What is Schizoaffective Disorder
By Jessika Endsley
Hi, this is Dizzy, and I'm here to talk to you about Schizoaffective Disorder. Schizoaffective is basically schizophrenia combined with a mood disorder, an affective mood disorder. Usually this will mean depression or bipolar, so if you're schizoaffective you are generally going to be a depressed type or a bipolar type schizoaffective. I think it's pretty rare for a different type of mood disorder to get in there.
So anyhow, not many people know about this mental disorder and/or mental illness, whatever you want to call it, but depending on the symptoms of depression or bipolar, it affects everyone differently. If you are more likely to be high-functioning schizophrenic, then you can be a high-functioning schizoaffective person. And it may be impossible to tell that you have any schizo symptoms whatsoever, in my experience, until you are around the schizo person a lot or schizoaffective person a lot, and you discover that they are delusional, they'll have imaginary friends, but to them they are not imaginary. So, if you don't go about it correctly, you could possibly upset them, alarm them, yeah, whatever.

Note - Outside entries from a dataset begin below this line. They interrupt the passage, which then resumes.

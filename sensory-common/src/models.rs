//! Domain models shared by the engine and its stores

use std::collections::BTreeMap;

use chrono::{DateTime, Utc};
use serde::{Deserialize, Serialize};
use uuid::Uuid;

use crate::ratings::{HedonicScale, JarScore, JAR_POINTS};
use crate::{Error, Result};

/// Maximum number of evaluators (and samples) in one panel
pub const MAX_POSITIONS: u8 = 12;

/// Stable 1-based seat of an evaluator within an event (1..=12)
#[derive(Debug, Clone, Copy, PartialEq, Eq, PartialOrd, Ord, Hash, Serialize, Deserialize)]
#[serde(try_from = "i64", into = "i64")]
pub struct EvaluatorPosition(u8);

impl EvaluatorPosition {
    pub fn new(position: u8) -> Result<Self> {
        if (1..=MAX_POSITIONS).contains(&position) {
            Ok(Self(position))
        } else {
            Err(Error::invalid(
                "position",
                format!("must be between 1 and {MAX_POSITIONS}, got {position}"),
            ))
        }
    }

    pub fn get(self) -> u8 {
        self.0
    }

    /// Zero-based row index
    pub fn index(self) -> usize {
        (self.0 - 1) as usize
    }
}

impl TryFrom<i64> for EvaluatorPosition {
    type Error = Error;

    fn try_from(value: i64) -> Result<Self> {
        u8::try_from(value)
            .map_err(|_| Error::invalid("position", format!("out of range: {value}")))
            .and_then(Self::new)
    }
}

impl From<EvaluatorPosition> for i64 {
    fn from(position: EvaluatorPosition) -> Self {
        position.0 as i64
    }
}

/// A product sample presented blind to evaluators
#[derive(Debug, Clone, PartialEq, Eq, Serialize, Deserialize)]
pub struct Sample {
    pub id: Uuid,
    pub product_type_id: Uuid,
    pub brand: String,
    pub retailer_code: String,
    /// Assigned at randomization time
    pub blind_code: Option<String>,
}

/// A product category within an event, owning its samples
#[derive(Debug, Clone, PartialEq, Eq, Serialize, Deserialize)]
pub struct ProductType {
    pub id: Uuid,
    pub event_id: Uuid,
    pub name: String,
    /// Admin-assigned order in which evaluators work through product types
    pub display_order: i64,
    pub has_randomization: bool,
}

/// One presentation slot in an evaluator's sequence
#[derive(Debug, Clone, PartialEq, Eq, Serialize, Deserialize)]
pub struct RandomizationEntry {
    pub sample_id: Uuid,
    pub blind_code: String,
    /// 1-based
    pub presentation_order: u32,
}

/// Ordered samples for one evaluator position
#[derive(Debug, Clone, PartialEq, Eq, Serialize, Deserialize)]
pub struct EvaluatorSequence {
    pub position: EvaluatorPosition,
    pub entries: Vec<RandomizationEntry>,
}

/// Per-position presentation orders for one product type
#[derive(Debug, Clone, PartialEq, Eq, Serialize, Deserialize)]
pub struct RandomizationTable {
    pub product_type_id: Uuid,
    /// Sorted by position, one per provisioned evaluator slot
    pub sequences: Vec<EvaluatorSequence>,
    pub created_at: DateTime<Utc>,
}

impl RandomizationTable {
    pub fn sequence(&self, position: EvaluatorPosition) -> Option<&EvaluatorSequence> {
        self.sequences.iter().find(|s| s.position == position)
    }

    /// Number of provisioned evaluator rows
    pub fn rows(&self) -> usize {
        self.sequences.len()
    }

    pub fn sample_count(&self) -> usize {
        self.sequences.first().map_or(0, |s| s.entries.len())
    }
}

/// Definition of a just-about-right attribute for a product type
#[derive(Debug, Clone, PartialEq, Eq, Serialize, Deserialize)]
pub struct JarAttribute {
    pub id: Uuid,
    pub product_type_id: Uuid,
    pub name: String,
    /// Labels for scale points 1..=5 (e.g. "Much too weak" .. "Much too strong")
    pub labels: [String; JAR_POINTS],
    pub display_order: i64,
}

/// One evaluator's stored ratings for one sample
#[derive(Debug, Clone, PartialEq, Serialize, Deserialize)]
pub struct Evaluation {
    pub id: Uuid,
    pub event_id: Uuid,
    pub product_type_id: Uuid,
    pub sample_id: Uuid,
    pub evaluator_id: Uuid,
    pub hedonic: HedonicScale,
    /// Keyed by JAR attribute id
    pub jar: BTreeMap<Uuid, JarScore>,
    pub created_at: DateTime<Utc>,
}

It's best to just not... It's best to figure things out before you start talking when you are dealing with someone who is having a delusion, but has no idea they are having a delusion. People with schizoaffective also hallucinate. The most common form of hallucination is auditory, but I imagine that they could have a visual hallucination too, or anything, any kind of hallucination basically. But, auditory is definitely, the most common.
Disorganized thinking, it may appear disorganized outwardly to people, because someone who's schizoaffective is dealing with the outer world and the inner world and has no idea that they are separate, until they're told they're having delusions and seek treatment and all that. Or, are force into treatment, which is most likely the situation, unless the mood disorder causes them to seek help, and then the schizo traits are found and they are diagnosed as schizoaffective. Odd or unusual behaviour, slow movements or total immobility. When you are living in an imaginary world, it can be expected to move slowly or to just be immobile, because you are dealing with the hallucination and it may present itself in a way in which you feel being immobile is the best way [03:48] ____ it gets. Lack of emotion in facial expression, and speech. This is common with a lot of things; schizoid, Asperger's, schizoaffective, sometimes in depression.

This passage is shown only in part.